Me paso la vida quitando

El artista Cristino de Vera, en una imagen de archivo.

El artista Cristino de Vera, en una imagen de archivo. / EP

Álvaro Marcos Arvelo

Cuando Cristino de Vera y Aurora Ciriza abrían la puerta en su piso en la calle Modesto Lafuente de Madrid, no podía dejar de sentir que estaba atravesando una puerta del tiempo, como si me estuviera colando por un poro que se abre a otra realidad. Atrás quedaba el ruido de esa calle de aceras estrechas en las que resistían los últimos comercios de toda la vida. Cristino me recibía dándome dos cachetes cariñosos antes de que nos abrazáramos. La casa se prolongaba hacia un largo pasillo, donde esperaban apilados los lienzos desnudos, junto a cuadros de exposiciones pasadas apoyados en la pared.

Aquel espacio angosto era custodiado por un ángel que colgaba en lo alto, cuyas alas dibujaban una hermosa sombra que caía sobre nosotros. Atravesábamos lentamente el corredor hacia la última estancia, donde el pintor tenía su taller. Sobre la mesa aguardaba el dibujo a tinta de una taza aún por terminar. En medio del aire espartano de aquel estudio, sobre un modesto altar, descansaba una pequeña talla de buda en alabastro, sentado con las manos, ofreciendo una concha. Con los años, pude ver como el salón se iba extendiendo hacia las habitaciones menos luminosas, que terminaban en la biblioteca de la casa. Cristino me guiaba despacio, llevándome por el hombro hasta el cuadro en el que llevaba días trabajando: Ventana al Sur de Tenerife. Los pequeños puntos blancos de las casas moteaban un horizonte gris de gastados volcanes. Todos sus paisajes son atmosféricos, siempre parecen estar a un punto de desvanecerse en el aire.

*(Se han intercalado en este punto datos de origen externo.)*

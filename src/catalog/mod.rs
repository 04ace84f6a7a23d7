//! # Stellar catalogs
//!
//! A [`Catalog`] is the set of detections placed in one colour-magnitude diagram:
//! every [`StarRecord`] carries its colour, magnitude, uncertainties and sky position,
//! and all records share the same [`FilterSet`].
//!
//! Catalogs are never modified in place. Every cut ([`Catalog::annulus_cut`],
//! [`Catalog::cmd_box`], [`Catalog::filter`]) returns a new catalog, so an upstream
//! catalog can be narrowed several ways without copying it first.
//!
//! Catalogs are usually built from a [`PhotometryTable`] with
//! [`PhotometryTable::to_catalog`], after the table-level error and quality cuts.
pub mod photometry_table;

use itertools::{Itertools, MinMaxResult};

use crate::{
    constants::{ArcSec, Color, Degree, Magnitude},
    conversion::angular_separation,
};

pub use photometry_table::{CoordinateColumns, ErrorCut, FilterSet, PhotometryTable, QualityCriteria};

/// One detection in a colour-magnitude diagram.
///
/// # Fields
///
/// * `color` - colour index `blue - red` (mag)
/// * `magnitude` - magnitude on the CMD vertical axis (mag)
/// * `color_error` - uncertainty on the colour (mag)
/// * `magnitude_error` - uncertainty on the magnitude (mag)
/// * `ra`, `dec` - sky position in degrees
/// * `radius` - separation from the reference point of the last spatial cut (arcsec)
#[derive(Debug, Clone, PartialEq, serde::Serialize)]
pub struct StarRecord {
    pub color: Color,
    pub magnitude: Magnitude,
    pub color_error: Color,
    pub magnitude_error: Magnitude,
    pub ra: Degree,
    pub dec: Degree,
    pub radius: Option<ArcSec>,
}

impl StarRecord {
    pub fn new(
        color: Color,
        magnitude: Magnitude,
        color_error: Color,
        magnitude_error: Magnitude,
        ra: Degree,
        dec: Degree,
    ) -> Self {
        StarRecord {
            color,
            magnitude,
            color_error,
            magnitude_error,
            ra,
            dec,
            radius: None,
        }
    }

    /// A record with only photometry, placed at the origin of the sky.
    pub fn from_cmd(color: Color, magnitude: Magnitude) -> Self {
        StarRecord::new(color, magnitude, 0.0, 0.0, 0.0, 0.0)
    }

    pub fn with_radius(mut self, radius: ArcSec) -> Self {
        self.radius = Some(radius);
        self
    }
}

#[derive(Debug, Clone, PartialEq)]
pub struct Catalog {
    filters: FilterSet,
    stars: Vec<StarRecord>,
}

impl Catalog {
    pub fn new(filters: FilterSet, stars: Vec<StarRecord>) -> Self {
        Catalog { filters, stars }
    }

    pub fn filters(&self) -> &FilterSet {
        &self.filters
    }

    pub fn stars(&self) -> &[StarRecord] {
        &self.stars
    }

    pub fn iter(&self) -> std::slice::Iter<'_, StarRecord> {
        self.stars.iter()
    }

    pub fn len(&self) -> usize {
        self.stars.len()
    }

    pub fn is_empty(&self) -> bool {
        self.stars.is_empty()
    }

    pub fn colors(&self) -> Vec<Color> {
        self.stars.iter().map(|s| s.color).collect()
    }

    pub fn magnitudes(&self) -> Vec<Magnitude> {
        self.stars.iter().map(|s| s.magnitude).collect()
    }

    /// Observed colour domain `(min, max)`, `None` for an empty catalog.
    pub fn color_range(&self) -> Option<(Color, Color)> {
        min_max(self.stars.iter().map(|s| s.color))
    }

    /// Observed magnitude domain `(min, max)`, `None` for an empty catalog.
    pub fn magnitude_range(&self) -> Option<(Magnitude, Magnitude)> {
        min_max(self.stars.iter().map(|s| s.magnitude))
    }

    pub fn mean_color(&self) -> Option<Color> {
        mean(self.stars.iter().map(|s| s.color))
    }

    pub fn mean_magnitude(&self) -> Option<Magnitude> {
        mean(self.stars.iter().map(|s| s.magnitude))
    }

    /// Keep the records accepted by `predicate`.
    pub fn filter<P>(&self, predicate: P) -> Catalog
    where
        P: Fn(&StarRecord) -> bool,
    {
        Catalog {
            filters: self.filters.clone(),
            stars: self.stars.iter().filter(|s| predicate(s)).cloned().collect(),
        }
    }

    /// Keep the stars whose separation from a reference point lies in `[r_in, r_out]`.
    ///
    /// The separation of each kept star is stored in [`StarRecord::radius`].
    ///
    /// Arguments
    /// -----------------
    /// * `ra_cen`, `dec_cen`: reference point in degrees
    /// * `r_in`, `r_out`: inner and outer radius in arcseconds (both inclusive)
    ///
    /// Return
    /// ----------
    /// * A new catalog with the annulus members.
    pub fn annulus_cut(&self, ra_cen: Degree, dec_cen: Degree, r_in: ArcSec, r_out: ArcSec) -> Catalog {
        let stars = self
            .stars
            .iter()
            .map(|s| {
                let r = angular_separation(s.ra, s.dec, ra_cen, dec_cen);
                s.clone().with_radius(r)
            })
            .filter(|s| s.radius.is_some_and(|r| r >= r_in && r <= r_out))
            .collect();

        Catalog {
            filters: self.filters.clone(),
            stars,
        }
    }

    /// Keep the stars inside a closed colour × magnitude box.
    pub fn cmd_box(&self, color: (Color, Color), magnitude: (Magnitude, Magnitude)) -> Catalog {
        self.filter(|s| {
            s.color >= color.0
                && s.color <= color.1
                && s.magnitude >= magnitude.0
                && s.magnitude <= magnitude.1
        })
    }
}

impl<'a> IntoIterator for &'a Catalog {
    type Item = &'a StarRecord;
    type IntoIter = std::slice::Iter<'a, StarRecord>;

    fn into_iter(self) -> Self::IntoIter {
        self.stars.iter()
    }
}

pub(crate) fn min_max<I: Iterator<Item = f64>>(values: I) -> Option<(f64, f64)> {
    match values.minmax_by(f64::total_cmp) {
        MinMaxResult::NoElements => None,
        MinMaxResult::OneElement(v) => Some((v, v)),
        MinMaxResult::MinMax(lo, hi) => Some((lo, hi)),
    }
}

pub(crate) fn mean<I: Iterator<Item = f64>>(values: I) -> Option<f64> {
    let (sum, n) = values.fold((0.0, 0usize), |(s, n), v| (s + v, n + 1));
    (n > 0).then(|| sum / n as f64)
}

–¿Cómo llegas a este paisaje de tu isla en la distancia?

–El paisaje se escribe siempre adentro –me respondió– ¿No ves quizás demasiadas casas ahí, a la derecha?

–No lo creo. Tus ventanas, al sur, siempre me recuerdan las notas en una partitura.

–Me paso la vida quitando– dijo resignado.

Para Cristino, desvelar la luz de un paisaje lo llevaba a recorrer una tortuosa senda interior en donde la pintura iba, gradualmente, haciéndose más y más transparente. Posó su mano sobre el lienzo, sobre aquellas casas a los pies del volcán, como queriendo imaginar lo que había bajo la pintura.

–Siempre estás desvelando la luz.

–Es que yo acompañé en su lecho de muerte a mi abuela. Ella se fue diciendo: «Un punto de luz. Un punto de luz». No dejaba de repetirlo mientras iba adentrándose en el silencio. No he podido olvidarlo. Todo es tan misterioso. No hay nada más frágil y misterioso que la luz.